En los dos años de gobierno de Andrés Manuel López Obrador, el discurso oficial ha sido la austeridad republicana; sin embargo, expertos apuntaron que dicha austeridad se ha enfocado sólo en los presupuestos de los ramos administrativos del gobierno, por lo que en realidad se ha hecho una reingeniería del gasto público.

“Los primeros dos presupuestos del gobierno sí han crecido, aunque el del siguiente año no. En términos globales, no hay austeridad, pero ésta se ha manifestado en los ramos administrativos del gobierno, en sus dependencias, con lo que el dinero se ha destinado a otras prioridades de la actual administración”, indicó Raymundo Tenorio, catedrático del Tec de Monterrey.

Por ejemplo, en el 2019, el primer año de gobierno de López Obrador, el presupuesto aprobado fue por 5.8 billones de pesos, mayor a los 5.2 billones de pesos aprobados para el último año de gobierno de Enrique Peña Nieto.

“Más que austeridad, es una reasignación de recursos, es una reingeniería del gasto”, indicó James Salazar, de CiBanco.

Sin embargo, apuntó si bien los presupuestos de López Obrador han aumentado y atendido algunas necesidades de la población —como las pensiones a los adultos mayores—, en términos de crecimiento económico, el gasto no ha incidido como se esperaba.

Para el 2021, ante la crisis económica que se vive, el gobierno espera que el gasto registre una contracción de 0.3% respecto al PEF de este año. Con ello, el gasto caerá, por primera vez, desde el 2017, cuando se redujo en 3.9 por ciento.

Proyectos insignia, la prioridad

Desde el primer año de gobierno de la actual administración se dejó en claro que se iba a impulsar y dar prioridad a los proyectos insignia, como los programas sociales enfocados en adultos mayores, jóvenes, entre otros, así como las obras del Aeropuerto de Santa Lucía, la Refinería Dos Bocas o el Tren Maya.
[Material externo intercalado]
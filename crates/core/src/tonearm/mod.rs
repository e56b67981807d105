//! Tonearm states and the rules that map angles onto them.

use serde::{Deserialize, Serialize};

use crate::geometry::{ControlPoints, Point};

#[derive(Debug, Clone, Copy, PartialEq, Eq, Hash, Default, Serialize, Deserialize)]
#[serde(rename_all = "snake_case")]
pub enum TonearmState {
    #[default]
    OnRest,
    NotOnRecord,
    UserHolding,
    OnLeadInGroove,
    OnVinylTrack,
    OnRunOutGroove,
    OnCenterLabel,
}

impl TonearmState {
    pub const ALL: [TonearmState; 7] = [
        Self::OnRest,
        Self::NotOnRecord,
        Self::UserHolding,
        Self::OnLeadInGroove,
        Self::OnVinylTrack,
        Self::OnRunOutGroove,
        Self::OnCenterLabel,
    ];

    pub fn causes_record_to_spin(self) -> bool {
        !matches!(self, Self::OnRest | Self::OnCenterLabel)
    }

    pub fn causes_track_to_play(self) -> bool {
        matches!(self, Self::OnVinylTrack)
    }

    /// Whether the stylus is riding one of the record's grooves.
    pub fn is_in_groove(self) -> bool {
        matches!(
            self,
            Self::OnLeadInGroove | Self::OnVinylTrack | Self::OnRunOutGroove
        )
    }

    /// The state the stylus drifts into once it reaches the inner edge of
    /// its current zone.
    pub fn next_zone(self) -> Option<Self> {
        match self {
            Self::OnLeadInGroove => Some(Self::OnVinylTrack),
            Self::OnVinylTrack => Some(Self::OnRunOutGroove),
            Self::OnRunOutGroove => Some(Self::OnCenterLabel),
            _ => None,
        }
    }

    /// Outer and inner edge of the zone this state rides, if any.
    pub fn zone_bounds(self, points: &ControlPoints) -> Option<(f64, f64)> {
        match self {
            Self::OnLeadInGroove => Some((
                points.lead_in_groove_start_angle,
                points.lead_in_groove_end_angle,
            )),
            Self::OnVinylTrack => Some((points.vinyl_track_start_angle, points.vinyl_track_end_angle)),
            Self::OnRunOutGroove => Some((
                points.run_out_groove_start_angle,
                points.run_out_groove_end_angle,
            )),
            _ => None,
        }
    }

    /// Classifies where a released tonearm landed. Zones are half-open,
    /// `[start, end)`; anything at or behind the rest angle is at rest.
    pub fn for_release_angle(angle: f64, points: &ControlPoints) -> Self {
        if angle <= points.tonearm_true_zero_angle {
            Self::OnRest
        } else if angle < points.lead_in_groove_start_angle {
            Self::NotOnRecord
        } else if angle < points.lead_in_groove_end_angle {
            Self::OnLeadInGroove
        } else if angle < points.vinyl_track_end_angle {
            Self::OnVinylTrack
        } else if angle < points.run_out_groove_end_angle {
            Self::OnRunOutGroove
        } else {
            Self::OnCenterLabel
        }
    }
}

/// Phase of a pointer gesture on the tonearm.
#[derive(Debug, Clone, Copy, PartialEq, Eq, Serialize, Deserialize)]
#[serde(rename_all = "snake_case")]
pub enum PointerPhase {
    Began,
    Changed,
    Ended,
    Cancelled,
}

impl PointerPhase {
    pub fn is_active(self) -> bool {
        matches!(self, Self::Began | Self::Changed)
    }
}

#[derive(Debug, Clone, Copy, PartialEq, Serialize, Deserialize)]
pub struct PointerEvent {
    pub phase: PointerPhase,
    pub location: Point,
}

impl PointerEvent {
    pub fn new(phase: PointerPhase, location: Point) -> Self {
        Self { phase, location }
    }
}

/// Angle the tonearm is drawn at while following a pointer. The rod never
/// swings past the record center and snaps back to rest when the pointer
/// moves to the right of the pivot.
pub fn drag_angle(pointer: Point, points: &ControlPoints) -> f64 {
    let pointer_angle = points.angle_toward(pointer);
    if pointer_angle >= points.tonearm_true_center_angle {
        points.tonearm_true_center_angle
    } else if pointer.x >= points.tonearm_anchor_point.x {
        points.tonearm_true_zero_angle
    } else {
        pointer_angle
    }
}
En este sentido, los analistas apuntaron que existe la duda sobre la eficiencia, en el caso de los programas sociales, así como la viabilidad e impacto positivo de las obras de infraestructura para apuntalar el crecimiento, el cual es más necesario en la coyuntura actual de la crisis sanitaria y económica.

De acuerdo con un análisis del centro de investigación GESOC, de los 116 programas sociales que se identificaron para el 2020, 40% de ellos tiene un nivel de desempeño escaso. Estos programas, entre los que se encuentran el Programa Nacional de Reconstrucción de Sedatu, Sembrando Vida de Bienestar, y otros 45 más, tienen un presupuesto aprobado para este año de 193,377 millones de pesos, lo que representa 19.80% del PEF.

Sólo nueve programas sociales fueron considerados con un desempeño óptimo. Entre éstos se encuentran el Sistema Nacional de Investigadores (SNI); el Seguro Popular; Investigación y Desarrollo Tecnológico en Salud, así como la Pensión para el Bienestar de las Personas Adultas Mayores,  programa insignia del actual gobierno.